Polycomb repressive complex 1 (PRC1) and PRC2 are critical epigenetic developmental regulators. PRC1 and PRC2 largely overlap in their genomic binding and cooperate to establish repressive chromatin domains demarcated by H2AK119ub and H3K27me3. However, the functional contribution of each complex to gene repression has been a subject of debate, and understanding of its physiological significance requires further studies. Here, using the developing murine epidermis as a paradigm, we uncovered a previously unappreciated functional redundancy between Polycomb complexes. Coablation of PRC1 and PRC2 in embryonic epidermal progenitors resulted in severe defects in epidermal stratification, a phenotype not observed in the single PRC1-null or PRC2-null epidermis. Molecular dissection indicated a loss of epidermal identity that was coupled to a strong derepression of nonlineage transcription factors, otherwise repressed by either PRC1 or PRC2 in the absence of its counterpart.
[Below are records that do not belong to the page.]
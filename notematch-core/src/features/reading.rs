//! IndicatorReading: the optional indicator values attached to one candle.

use serde::{Deserialize, Serialize};

use crate::domain::{MacdCross, RsiZone, TrendLabel};

/// Indicator values for a single candle. Every field is optional.
///
/// The builder applies all default-substitution rules, so callers pass
/// whatever they have. Non-finite numbers are treated as absent.
#[derive(Debug, Clone, Default, PartialEq, Serialize, Deserialize)]
#[serde(default)]
pub struct IndicatorReading {
    /// Explicit trend label from the caller's own trend classifier.
    pub trend: Option<TrendLabel>,
    /// Moving average level at this candle.
    pub ma_value: Option<f64>,
    /// Moving average slope, percent per candle.
    pub ma_slope_pct: Option<f64>,
    /// Average true range in price units.
    pub atr: Option<f64>,
    pub macd_histogram: Option<f64>,
    pub macd_cross: Option<MacdCross>,
    /// Raw RSI on the 0-100 scale.
    pub rsi: Option<f64>,
    pub rsi_zone: Option<RsiZone>,
    /// Pre-computed Bollinger %B.
    pub bb_percent_b: Option<f64>,
    pub bb_upper: Option<f64>,
    pub bb_middle: Option<f64>,
    pub bb_lower: Option<f64>,
    /// Pre-computed bandwidth as a fraction of price.
    pub bb_bandwidth: Option<f64>,
}

impl IndicatorReading {
    pub(crate) fn ma_value(&self) -> Option<f64> {
        finite(self.ma_value).filter(|v| *v > 0.0)
    }

    pub(crate) fn ma_slope_pct(&self) -> Option<f64> {
        finite(self.ma_slope_pct)
    }

    pub(crate) fn atr(&self) -> Option<f64> {
        finite(self.atr).filter(|v| *v >= 0.0)
    }

    pub(crate) fn macd_histogram(&self) -> Option<f64> {
        finite(self.macd_histogram)
    }

    pub(crate) fn rsi(&self) -> Option<f64> {
        finite(self.rsi)
    }

    pub(crate) fn bb_percent_b(&self) -> Option<f64> {
        finite(self.bb_percent_b)
    }

    pub(crate) fn bb_bands(&self) -> Option<(f64, f64)> {
        match (finite(self.bb_upper), finite(self.bb_lower)) {
            (Some(upper), Some(lower)) if upper >= lower => Some((upper, lower)),
            _ => None,
        }
    }

    pub(crate) fn bb_middle(&self) -> Option<f64> {
        finite(self.bb_middle).filter(|v| *v > 0.0)
    }

    pub(crate) fn bb_bandwidth(&self) -> Option<f64> {
        finite(self.bb_bandwidth).filter(|v| *v >= 0.0)
    }
}

fn finite(value: Option<f64>) -> Option<f64> {
    value.filter(|v| v.is_finite())
}

#[cfg(test)]
mod tests {
    use super::*;

    #[test]
    fn non_finite_fields_read_as_absent() {
        let reading = IndicatorReading {
            rsi: Some(f64::NAN),
            macd_histogram: Some(f64::INFINITY),
            ma_value: Some(-1.0),
            ..Default::default()
        };
        assert_eq!(reading.rsi(), None);
        assert_eq!(reading.macd_histogram(), None);
        assert_eq!(reading.ma_value(), None);
    }

    #[test]
    fn inverted_bands_are_ignored() {
        let reading = IndicatorReading {
            bb_upper: Some(99.0),
            bb_lower: Some(101.0),
            ..Default::default()
        };
        assert_eq!(reading.bb_bands(), None);
    }

    #[test]
    fn partial_json_deserializes() {
        let reading: IndicatorReading =
            serde_json::from_str(r#"{"rsi": 72.5, "rsi_zone": "overbought"}"#).unwrap();
        assert_eq!(reading.rsi, Some(72.5));
        assert_eq!(reading.rsi_zone, Some(RsiZone::Overbought));
        assert_eq!(reading.trend, None);
    }
}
Ectopic expression of subsets of PRC1/2-repressed nonepidermal transcription factors in wild-type epidermal stem cells was sufficient to suppress epidermal identity genes, highlighting the importance of functional redundancy between PRC1 and PRC2. Altogether, our studies show how PRC1 and PRC2 function as two independent counterparts, thereby providing a repressive safety net that protects and preserves lineage identity.